SYDNEY, Sept 25 (Reuters) - U.S. soybeans edged higher on Friday, though the oilseed was poised to record its biggest weekly loss in six months as an advancing U.S. harvest swelled ample global supplies.
* The most active soybean futures on the Chicago Board Of Trade were down 4.1% for the week, set for the biggest seven-day loss since March 13.
* Soybeans edged up 0.1% at $10.01 a bushel after closing 1.4% lower on Thursday when prices hit a Sept. 16 low of $9.97-1/4 a bushel.
* The most active corn futures down more than 3% for the week, poised for the first weekly loss in three.
* The most active wheat futures down 4% for the week, on track for the biggest one-week loss since Aug. 7.
* A weekly U.S. Agriculture Department (USDA) report showed export sales of corn at 2.139 million tonnes and export sales of soybeans at 3.195 million tonnes - both topped the higher end of market expectations.
* However, the USDA did not report a fresh deal for soybeans to China in its daily reporting system, snapping a stretch of 14 straight trading days after a so-called flash sale has been announced.
* The U.S. dollar dipped from a two-month peak on Friday as renewed hopes of U.S. stimulus eased investors’ concerns about economic recovery, while the Chinese yuan gained after the country was added to a global bond benchmark.

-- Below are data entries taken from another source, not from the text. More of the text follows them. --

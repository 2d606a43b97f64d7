//! Mint command: produce a real identifier through the backend.

use std::collections::BTreeMap;
use std::path::PathBuf;

use anyhow::Result;
use clap::Args;

use shelfmark_format::InventoryId;

#[derive(Debug, Args)]
pub struct MintArgs {
    /// Inventory ID (inv_…).
    #[arg(long, env = "SHELFMARK_INVENTORY")]
    inventory: InventoryId,

    /// Mint from a local format file instead of the stored format.
    #[arg(long)]
    file: Option<PathBuf>,

    /// Field value of the record being identified, repeatable (key=value).
    #[arg(long = "field", value_parser = super::parse_field)]
    fields: Vec<(String, String)>,
}

pub async fn run(args: MintArgs) -> Result<()> {
    let client = super::api_client()?;

    let format = match &args.file {
        Some(path) => super::load_format(path)?,
        None => client.fetch_format(&args.inventory).await?,
    };

    let fields: BTreeMap<String, String> = args.fields.into_iter().collect();
    let identifier = client
        .mint_identifier(&args.inventory, &format, fields)
        .await?;

    println!("{identifier}");
    Ok(())
}
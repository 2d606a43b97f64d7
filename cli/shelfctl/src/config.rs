//! Configuration and credential storage.

use std::fs;
use std::path::PathBuf;

use anyhow::{Context, Result};
use directories::ProjectDirs;
use serde::{Deserialize, Serialize};

/// Configuration file name.
const CONFIG_FILE: &str = "config.json";

/// Credentials file name.
const CREDENTIALS_FILE: &str = "credentials.json";

/// Get the config directory path.
fn config_dir() -> Result<PathBuf> {
    ProjectDirs::from("com", "shelfmark", "shelfmark")
        .map(|dirs| dirs.config_dir().to_path_buf())
        .ok_or_else(|| anyhow::anyhow!("Could not determine config directory"))
}

/// CLI configuration.
#[derive(Debug, Clone, Serialize, Deserialize)]
pub struct Config {
    /// API endpoint URL.
    #[serde(default = "default_api_url")]
    pub api_url: String,
}

fn default_api_url() -> String {
    std::env::var("SHELFMARK_API_URL").unwrap_or_else(|_| "http://localhost:8080".to_string())
}

impl Default for Config {
    fn default() -> Self {
        Self {
            api_url: default_api_url(),
        }
    }
}

impl Config {
    /// Load config from disk, or return default.
    pub fn load() -> Result<Self> {
        let path = config_dir()?.join(CONFIG_FILE);

        if !path.exists() {
            return Ok(Self::default());
        }

        let contents = fs::read_to_string(&path)
            .with_context(|| format!("Failed to read config from {:?}", path))?;

        serde_json::from_str(&contents)
            .with_context(|| format!("Failed to parse config from {:?}", path))
    }

    /// Get the API URL.
    pub fn api_url(&self) -> &str {
        &self.api_url
    }
}

/// Stored credentials.
#[derive(Debug, Clone, Serialize, Deserialize)]
pub struct Credentials {
    /// Access token for the backend API.
    pub token: String,
}

impl Credentials {
    /// Create new credentials.
    pub fn new(token: String) -> Self {
        Self { token }
    }

    /// Load credentials from disk.
    pub fn load() -> Result<Option<Self>> {
        let path = config_dir()?.join(CREDENTIALS_FILE);

        if !path.exists() {
            return Ok(None);
        }

        let contents = fs::read_to_string(&path)
            .with_context(|| format!("Failed to read credentials from {:?}", path))?;

        let creds: Self = serde_json::from_str(&contents)
            .with_context(|| format!("Failed to parse credentials from {:?}", path))?;

        Ok(Some(creds))
    }

    /// Save credentials to disk with restrictive permissions.
    pub fn save(&self) -> Result<()> {
        let dir = config_dir()?;
        fs::create_dir_all(&dir)?;

        let path = dir.join(CREDENTIALS_FILE);
        let contents = serde_json::to_string_pretty(self)?;

        #[cfg(unix)]
        {
            use std::io::Write;
            use std::os::unix::fs::OpenOptionsExt;

            let mut file = fs::OpenOptions::new()
                .write(true)
                .create(true)
                .truncate(true)
                .mode(0o600)
                .open(&path)?;
            file.write_all(contents.as_bytes())?;
        }

        #[cfg(not(unix))]
        {
            fs::write(&path, contents)
                .with_context(|| format!("Failed to write credentials to {:?}", path))?;
        }

        Ok(())
    }

    /// Delete credentials from disk.
    pub fn delete() -> Result<()> {
        let path = config_dir()?.join(CREDENTIALS_FILE);

        if path.exists() {
            fs::remove_file(&path)
                .with_context(|| format!("Failed to delete credentials at {:?}", path))?;
        }

        Ok(())
    }
}
//! Error types for ID parsing and format editing.

use thiserror::Error;

use crate::id::TokenId;
use crate::token::TokenKind;

/// Errors that can occur when parsing a typed ID string.
#[derive(Debug, Error, Clone, PartialEq, Eq)]
pub enum IdError {
    /// The ID string is empty.
    #[error("ID cannot be empty")]
    Empty,

    /// The ID has the wrong prefix for its type.
    #[error("invalid ID prefix: expected '{expected}', got '{actual}'")]
    InvalidPrefix {
        expected: &'static str,
        actual: String,
    },

    /// The ID is missing the underscore separator.
    #[error("ID missing underscore separator")]
    MissingSeparator,

    /// The ULID portion of the ID is invalid.
    #[error("invalid ULID: {0}")]
    InvalidUlid(String),
}

/// Errors from format editing operations.
///
/// Only [`IdentifierFormat::update_element`](crate::IdentifierFormat::update_element)
/// can fail; add, remove, and move degrade to no-ops instead.
#[derive(Debug, Error, Clone, PartialEq, Eq)]
pub enum EditError {
    /// The referenced token is not part of this format.
    #[error("token {0} not found in format")]
    UnknownToken(TokenId),

    /// Replacement params belong to a different token kind.
    ///
    /// A token's kind is fixed at creation; reconfiguring it means removing
    /// the token and adding a new one.
    #[error("cannot change token kind from {current} to {requested}")]
    KindMismatch {
        current: TokenKind,
        requested: TokenKind,
    },
}
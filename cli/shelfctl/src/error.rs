//! Error display for the CLI.

use colored::Colorize;

use shelfmark_client::ClientError;

/// Print an error in a user-friendly format.
pub fn print_error(err: &anyhow::Error) {
    eprintln!("{} {}", "Error:".red().bold(), err);

    // Check for specific error types and provide hints
    if let Some(client_err) = err.downcast_ref::<ClientError>() {
        match client_err {
            ClientError::Invalid(errors) => {
                for error in errors {
                    eprintln!("  {} {}", "-".dimmed(), error);
                }
                eprintln!(
                    "\n{}",
                    "Hint: fix the listed elements, then save or mint again.".yellow()
                );
            }
            ClientError::Api { status, .. } if *status == 401 => {
                eprintln!(
                    "\n{}",
                    "Hint: Run `shelfmark auth set-token <token>` to authenticate.".yellow()
                );
            }
            ClientError::Api { status, .. } if *status == 403 => {
                eprintln!(
                    "\n{}",
                    "Hint: You may not have permission for this inventory.".yellow()
                );
            }
            ClientError::Api { .. } if client_err.is_not_found() => {
                eprintln!(
                    "\n{}",
                    "Hint: This inventory has no custom identifier format yet.".yellow()
                );
            }
            ClientError::Api {
                request_id: Some(request_id),
                ..
            } => {
                eprintln!("\nRequest ID: {}", request_id);
            }
            ClientError::Network(_) => {
                eprintln!(
                    "\n{}",
                    "Hint: Check your network connection and API endpoint.".yellow()
                );
            }
            _ => {}
        }
    }
}
//! shelfmark - CLI for the shelfmark custom identifier composer.
//!
//! Previews, validates, and mints inventory record identifiers from format
//! files or the backend.

use anyhow::Result;
use clap::Parser;
use tracing_subscriber::EnvFilter;

mod commands;
mod config;
mod error;
mod output;

use commands::Cli;

#[tokio::main]
async fn main() -> Result<()> {
    tracing_subscriber::fmt()
        .with_env_filter(EnvFilter::from_default_env())
        .with_writer(std::io::stderr)
        .init();

    let cli = Cli::parse();

    if let Err(e) = cli.run().await {
        error::print_error(&e);
        std::process::exit(1);
    }

    Ok(())
}
//! The composer engine: tokens + separator → identifier string.

use std::collections::BTreeMap;

use shelfmark_format::IdentifierFormat;

use crate::context::ComposeContext;
use crate::generators;

/// Composes `format` against `ctx`.
///
/// An empty format composes to the empty string regardless of context or
/// separator. Otherwise each element renders in order and the segments are
/// joined with the separator, strictly between consecutive segments.
///
/// Never fails: unresolved tokens degrade per [`generators::render`]. Callers
/// minting real identifiers should refuse to commit while the format has
/// validation errors; that gate lives with the caller, not here.
pub fn compose(format: &IdentifierFormat, ctx: &ComposeContext) -> String {
    if format.elements.is_empty() {
        return String::new();
    }

    let segments: Vec<String> = format
        .elements
        .iter()
        .map(|token| generators::render(token, ctx))
        .collect();

    segments.join(&format.separator)
}

/// Preview composition with an empty field map.
pub fn preview(format: &IdentifierFormat) -> String {
    compose(format, &ComposeContext::preview())
}

/// Preview composition with sample field values.
pub fn preview_with(format: &IdentifierFormat, fields: BTreeMap<String, String>) -> String {
    compose(format, &ComposeContext::preview().with_fields(fields))
}
//! Token value generators: one total function per token kind.
//!
//! Generators never fail and never panic; anything unresolved degrades to a
//! placeholder or a best-effort value so composition is always possible, even
//! for a format that still has validation errors.

use std::collections::BTreeMap;
use std::fmt::Write;

use chrono::{Datelike, NaiveDate};
use rand::Rng;
use uuid::Uuid;

use shelfmark_format::{TokenInstance, TokenParams, SEQUENCE_PAD_MAX};

use crate::context::ComposeContext;

/// Renders one token against the given context.
pub fn render(token: &TokenInstance, ctx: &ComposeContext) -> String {
    match &token.params {
        TokenParams::FixedText { value } => value.clone().unwrap_or_default(),
        TokenParams::Date { format } => date_stamp(format, ctx.date),
        TokenParams::Sequence { pad, .. } => sequence(*pad, ctx.sequence_value),
        TokenParams::Guid => guid(),
        TokenParams::RandomInt32 => random_int32(),
        TokenParams::RandomDigits6 => random_digits(6),
        TokenParams::RandomDigits9 => random_digits(9),
        TokenParams::FieldReference { key } => field_reference(key, &ctx.fields),
    }
}

/// Substitutes `YYYY` / `MM` / `DD` placeholders in `pattern`, left to right,
/// longest placeholder first. Unrecognized text passes through literally.
fn date_stamp(pattern: &str, date: NaiveDate) -> String {
    let mut out = String::with_capacity(pattern.len());
    let mut rest = pattern;

    while !rest.is_empty() {
        if let Some(tail) = rest.strip_prefix("YYYY") {
            let _ = write!(out, "{:04}", date.year());
            rest = tail;
        } else if let Some(tail) = rest.strip_prefix("MM") {
            let _ = write!(out, "{:02}", date.month());
            rest = tail;
        } else if let Some(tail) = rest.strip_prefix("DD") {
            let _ = write!(out, "{:02}", date.day());
            rest = tail;
        } else {
            let mut chars = rest.chars();
            if let Some(c) = chars.next() {
                out.push(c);
            }
            rest = chars.as_str();
        }
    }

    out
}

/// Left-pads the counter value with zeros to `pad` digits. Values wider than
/// `pad` render in full; the pad is a minimum width, not a truncation.
///
/// The width is clamped to [`SEQUENCE_PAD_MAX`]: an out-of-range pad is a
/// validation error, and rendering it must stay cheap rather than allocate a
/// pad-sized string on every recompute.
fn sequence(pad: u32, value: u64) -> String {
    let width = pad.min(SEQUENCE_PAD_MAX) as usize;
    format!("{:0width$}", value, width = width)
}

/// A random UUID v4 in canonical lowercase 8-4-4-4-12 form.
///
/// The uuid crate fixes the version and variant nibbles regardless of the
/// underlying random byte layout, and its v4 generator is backed by a
/// cryptographically strong source.
fn guid() -> String {
    Uuid::new_v4().to_string()
}

/// A uniform random u32 rendered as decimal digits.
fn random_int32() -> String {
    rand::rng().random::<u32>().to_string()
}

/// Exactly `count` independently uniform decimal digits, leading zeros kept.
fn random_digits(count: usize) -> String {
    let mut rng = rand::rng();
    (0..count)
        .map(|_| char::from(b'0' + rng.random_range(0..10u8)))
        .collect()
}

/// The record's field value, or a `{key}` placeholder when the field is
/// absent so previews stay legible.
fn field_reference(key: &str, fields: &BTreeMap<String, String>) -> String {
    match fields.get(key) {
        Some(value) => value.clone(),
        None if key.is_empty() => "{field}".to_string(),
        None => format!("{{{key}}}"),
    }
}
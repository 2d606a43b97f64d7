//! Typed IDs used by the identifier composer.
//!
//! IDs are prefixed ULIDs (`{prefix}_{ulid}`), stable once assigned. A
//! [`TokenId`] identifies one element of a format and survives reorders; an
//! [`InventoryId`] names the inventory whose records are being identified and
//! keys the per-inventory sequence counter.

use crate::define_id;

define_id!(TokenId, "tok");
define_id!(InventoryId, "inv");
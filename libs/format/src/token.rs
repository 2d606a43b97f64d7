//! Token model: the typed building blocks of an identifier format.

use serde::{Deserialize, Serialize};

use crate::id::TokenId;

/// The generator type of a token.
#[derive(Debug, Clone, Copy, PartialEq, Eq, Hash, Serialize, Deserialize)]
#[serde(rename_all = "camelCase")]
pub enum TokenKind {
    /// A literal string, rendered verbatim.
    FixedText,
    /// A date stamp over `YYYY` / `MM` / `DD` placeholders.
    Date,
    /// A zero-padded counter drawn from a backend sequence.
    Sequence,
    /// A random UUID v4.
    Guid,
    /// A uniform random u32 in decimal.
    RandomInt32,
    /// Exactly 6 random decimal digits.
    RandomDigits6,
    /// Exactly 9 random decimal digits.
    RandomDigits9,
    /// The value of a named field of the record being identified.
    FieldReference,
}

impl TokenKind {
    /// All kinds in palette order.
    pub const ALL: [TokenKind; 8] = [
        TokenKind::FixedText,
        TokenKind::Date,
        TokenKind::Sequence,
        TokenKind::Guid,
        TokenKind::RandomInt32,
        TokenKind::RandomDigits6,
        TokenKind::RandomDigits9,
        TokenKind::FieldReference,
    ];
}

impl std::fmt::Display for TokenKind {
    fn fmt(&self, f: &mut std::fmt::Formatter<'_>) -> std::fmt::Result {
        // Matches the wire names.
        let s = match self {
            TokenKind::FixedText => "fixedText",
            TokenKind::Date => "date",
            TokenKind::Sequence => "sequence",
            TokenKind::Guid => "guid",
            TokenKind::RandomInt32 => "randomInt32",
            TokenKind::RandomDigits6 => "randomDigits6",
            TokenKind::RandomDigits9 => "randomDigits9",
            TokenKind::FieldReference => "fieldReference",
        };
        write!(f, "{}", s)
    }
}

/// The counter namespace a `sequence` token draws from.
#[derive(Debug, Clone, Copy, PartialEq, Eq, Hash, Serialize, Deserialize, Default)]
#[serde(rename_all = "camelCase")]
pub enum SequenceScope {
    /// One counter per inventory, keyed by inventory ID.
    #[default]
    PerInventory,
    /// A single platform-wide counter.
    Global,
}

impl std::fmt::Display for SequenceScope {
    fn fmt(&self, f: &mut std::fmt::Formatter<'_>) -> std::fmt::Result {
        match self {
            SequenceScope::PerInventory => write!(f, "perInventory"),
            SequenceScope::Global => write!(f, "global"),
        }
    }
}

/// Allowed zero-padding range for `sequence` tokens.
pub const SEQUENCE_PAD_MIN: u32 = 1;
pub const SEQUENCE_PAD_MAX: u32 = 12;

/// Kind-specific parameters of a token.
///
/// Serialized internally tagged on `kind`, so one token instance flattens to
/// `{"id": "tok_…", "kind": "date", "format": "YYYYMMDD"}` on the wire.
#[derive(Debug, Clone, PartialEq, Eq, Serialize, Deserialize)]
#[serde(tag = "kind", rename_all = "camelCase")]
pub enum TokenParams {
    /// Literal text. `value: None` means the token has not been configured
    /// yet and fails validation; `Some("")` is intentionally empty and valid.
    FixedText {
        #[serde(default, skip_serializing_if = "Option::is_none")]
        value: Option<String>,
    },

    /// Date pattern. Placeholders `YYYY`, `MM`, `DD` are substituted; any
    /// other text passes through literally.
    Date { format: String },

    /// Backend-allocated counter, left-padded with zeros to `pad` digits.
    #[serde(rename_all = "camelCase")]
    Sequence {
        pad: u32,
        #[serde(default)]
        scope: SequenceScope,
    },

    Guid,

    RandomInt32,

    RandomDigits6,

    RandomDigits9,

    /// Reference to a named attribute of the record being identified.
    FieldReference {
        #[serde(default)]
        key: String,
    },
}

impl TokenParams {
    /// The kind these params belong to.
    pub fn kind(&self) -> TokenKind {
        match self {
            TokenParams::FixedText { .. } => TokenKind::FixedText,
            TokenParams::Date { .. } => TokenKind::Date,
            TokenParams::Sequence { .. } => TokenKind::Sequence,
            TokenParams::Guid => TokenKind::Guid,
            TokenParams::RandomInt32 => TokenKind::RandomInt32,
            TokenParams::RandomDigits6 => TokenKind::RandomDigits6,
            TokenParams::RandomDigits9 => TokenKind::RandomDigits9,
            TokenParams::FieldReference { .. } => TokenKind::FieldReference,
        }
    }
}

/// One configured element of an identifier format.
///
/// The `id` is assigned at creation and stable across reorders; the `kind`
/// (carried inside `params`) is immutable for the lifetime of the token.
#[derive(Debug, Clone, PartialEq, Eq, Serialize, Deserialize)]
pub struct TokenInstance {
    pub id: TokenId,

    #[serde(flatten)]
    pub params: TokenParams,
}

impl TokenInstance {
    /// Creates a token with a fresh ID and the given params.
    pub fn new(params: TokenParams) -> Self {
        Self {
            id: TokenId::new(),
            params,
        }
    }

    /// The token's kind.
    pub fn kind(&self) -> TokenKind {
        self.params.kind()
    }
}
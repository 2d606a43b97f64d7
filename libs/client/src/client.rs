//! HTTP client for the identifier backend.

use std::collections::BTreeMap;

use reqwest::header::{HeaderMap, HeaderValue, AUTHORIZATION, CONTENT_TYPE};
use serde::{de::DeserializeOwned, Deserialize, Serialize};
use tracing::debug;

use shelfmark_compose::{compose, ComposeContext, PREVIEW_SEQUENCE_VALUE};
use shelfmark_format::{validate, IdentifierFormat, InventoryId, SequenceScope};

use crate::error::ClientError;

/// API client for the identifier persistence & counter backend.
#[derive(Debug, Clone)]
pub struct ApiClient {
    client: reqwest::Client,
    base_url: String,
}

/// Error envelope the backend returns on failures.
#[derive(Debug, Deserialize)]
#[serde(rename_all = "camelCase")]
struct ApiErrorResponse {
    code: String,
    message: String,
    request_id: Option<String>,
}

#[derive(Debug, Serialize)]
#[serde(rename_all = "camelCase")]
struct AllocateSequenceRequest<'a> {
    scope: SequenceScope,
    #[serde(skip_serializing_if = "Option::is_none")]
    inventory_id: Option<&'a InventoryId>,
}

#[derive(Debug, Deserialize)]
struct AllocateSequenceResponse {
    value: u64,
}

#[derive(Debug, Serialize)]
struct RemotePreviewRequest<'a> {
    format: &'a IdentifierFormat,
    fields: &'a BTreeMap<String, String>,
}

#[derive(Debug, Deserialize)]
struct RemotePreviewResponse {
    identifier: String,
}

impl ApiClient {
    /// Creates a client for `base_url`, with bearer auth when a token is given.
    pub fn new(base_url: &str, token: Option<&str>) -> Result<Self, ClientError> {
        let mut headers = HeaderMap::new();
        headers.insert(CONTENT_TYPE, HeaderValue::from_static("application/json"));

        if let Some(token) = token {
            let value = HeaderValue::from_str(&format!("Bearer {token}"))
                .map_err(|_| ClientError::Config("token contains invalid characters".into()))?;
            headers.insert(AUTHORIZATION, value);
        }

        let client = reqwest::Client::builder()
            .default_headers(headers)
            .build()
            .map_err(ClientError::Network)?;

        Ok(Self {
            client,
            base_url: base_url.trim_end_matches('/').to_string(),
        })
    }

    fn url(&self, path: &str) -> String {
        format!("{}{}", self.base_url, path)
    }

    /// Fetches the stored identifier format for an inventory.
    ///
    /// An inventory that never configured one gets the default (disabled,
    /// empty) format from the backend.
    pub async fn fetch_format(
        &self,
        inventory: &InventoryId,
    ) -> Result<IdentifierFormat, ClientError> {
        let path = format!("/v1/inventories/{inventory}/custom-id");
        debug!(%inventory, "fetching identifier format");

        let response = self.client.get(self.url(&path)).send().await?;
        self.handle_response(response).await
    }

    /// Persists an identifier format for an inventory.
    ///
    /// Refuses locally with [`ClientError::Invalid`] while the format has
    /// validation errors; the backend re-validates regardless.
    pub async fn save_format(
        &self,
        inventory: &InventoryId,
        format: &IdentifierFormat,
    ) -> Result<(), ClientError> {
        let errors = validate(format);
        if !errors.is_empty() {
            return Err(ClientError::Invalid(errors));
        }

        let path = format!("/v1/inventories/{inventory}/custom-id");
        debug!(%inventory, elements = format.len(), "saving identifier format");

        let response = self
            .client
            .put(self.url(&path))
            .json(format)
            .send()
            .await?;

        if response.status().is_success() {
            Ok(())
        } else {
            self.handle_error(response).await
        }
    }

    /// Allocates the next sequence value for `(scope, inventory)`.
    ///
    /// The backend performs the atomic increment-and-read; the inventory key
    /// only matters for the per-inventory scope.
    pub async fn allocate_sequence(
        &self,
        scope: SequenceScope,
        inventory: &InventoryId,
    ) -> Result<u64, ClientError> {
        let request = AllocateSequenceRequest {
            scope,
            inventory_id: match scope {
                SequenceScope::PerInventory => Some(inventory),
                SequenceScope::Global => None,
            },
        };
        debug!(%scope, %inventory, "allocating sequence value");

        let response = self
            .client
            .post(self.url("/v1/sequences/allocate"))
            .json(&request)
            .send()
            .await?;

        let allocated: AllocateSequenceResponse = self.handle_response(response).await?;
        Ok(allocated.value)
    }

    /// Runs the backend's preview endpoint for a consistency check against
    /// the local composer. Both sides must agree bit-for-bit on identical
    /// inputs.
    pub async fn preview_remote(
        &self,
        inventory: &InventoryId,
        format: &IdentifierFormat,
        fields: &BTreeMap<String, String>,
    ) -> Result<String, ClientError> {
        let path = format!("/v1/inventories/{inventory}/custom-id/preview");
        let request = RemotePreviewRequest { format, fields };

        let response = self
            .client
            .post(self.url(&path))
            .json(&request)
            .send()
            .await?;

        let preview: RemotePreviewResponse = self.handle_response(response).await?;
        Ok(preview.identifier)
    }

    /// Commit-mode composition: mints the real identifier for a record.
    ///
    /// Refuses while the format has validation errors. A sequence value is
    /// allocated only when the format contains a `sequence` token, so minting
    /// a sequence-free format never ticks a counter.
    pub async fn mint_identifier(
        &self,
        inventory: &InventoryId,
        format: &IdentifierFormat,
        fields: BTreeMap<String, String>,
    ) -> Result<String, ClientError> {
        let errors = validate(format);
        if !errors.is_empty() {
            return Err(ClientError::Invalid(errors));
        }

        let sequence_value = match format.sequence_scope() {
            Some(scope) => self.allocate_sequence(scope, inventory).await?,
            // No sequence token; the value is never rendered.
            None => PREVIEW_SEQUENCE_VALUE,
        };

        let ctx = ComposeContext::commit(sequence_value).with_fields(fields);
        Ok(compose(format, &ctx))
    }

    async fn handle_response<T: DeserializeOwned>(
        &self,
        response: reqwest::Response,
    ) -> Result<T, ClientError> {
        if response.status().is_success() {
            response.json().await.map_err(ClientError::Network)
        } else {
            self.handle_error(response).await
        }
    }

    async fn handle_error<T>(&self, response: reqwest::Response) -> Result<T, ClientError> {
        let status = response.status().as_u16();

        let body: ApiErrorResponse = response.json().await.unwrap_or_else(|_| ApiErrorResponse {
            code: "unknown".to_string(),
            message: "Unknown error".to_string(),
            request_id: None,
        });

        Err(ClientError::Api {
            status,
            code: body.code,
            message: body.message,
            request_id: body.request_id,
        })
    }
}
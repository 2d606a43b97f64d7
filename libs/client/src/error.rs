//! Client error taxonomy.

use thiserror::Error;

use shelfmark_format::ValidationError;

/// Errors from backend calls and commit-mode minting.
#[derive(Debug, Error)]
pub enum ClientError {
    /// The format failed client-side validation; nothing was sent. The
    /// carried errors are positioned per element for inline display.
    #[error("format failed validation with {} error(s)", .0.len())]
    Invalid(Vec<ValidationError>),

    /// The backend rejected the request with a structured error envelope.
    #[error("API error ({status} {code}): {message}")]
    Api {
        status: u16,
        code: String,
        message: String,
        request_id: Option<String>,
    },

    /// Transport-level failure (connect, TLS, timeout, malformed body).
    #[error("network error: {0}")]
    Network(#[from] reqwest::Error),

    /// The client itself could not be constructed.
    #[error("invalid client configuration: {0}")]
    Config(String),
}

impl ClientError {
    /// Validation findings when this is a local refusal, for inline display.
    pub fn validation_errors(&self) -> Option<&[ValidationError]> {
        match self {
            ClientError::Invalid(errors) => Some(errors),
            _ => None,
        }
    }

    /// True for 404 responses.
    pub fn is_not_found(&self) -> bool {
        matches!(self, ClientError::Api { status: 404, .. })
    }
}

* Oil prices were little changed on Friday, but on track for a weekly fall on concerns that a global resurgence of COVID-19 infections will constrain fuel demand, while the likely return of exports from Libya will add to supply.
* Asian stocks were set to open higher on Friday as a late Wall Street rally supported global sentiment although weak U.S. data and uncertainty about a stimulus package in Washington have kept a lid on confidence. (Reporting by Colin Packham, Editing by Sherry Jacob-Phillips)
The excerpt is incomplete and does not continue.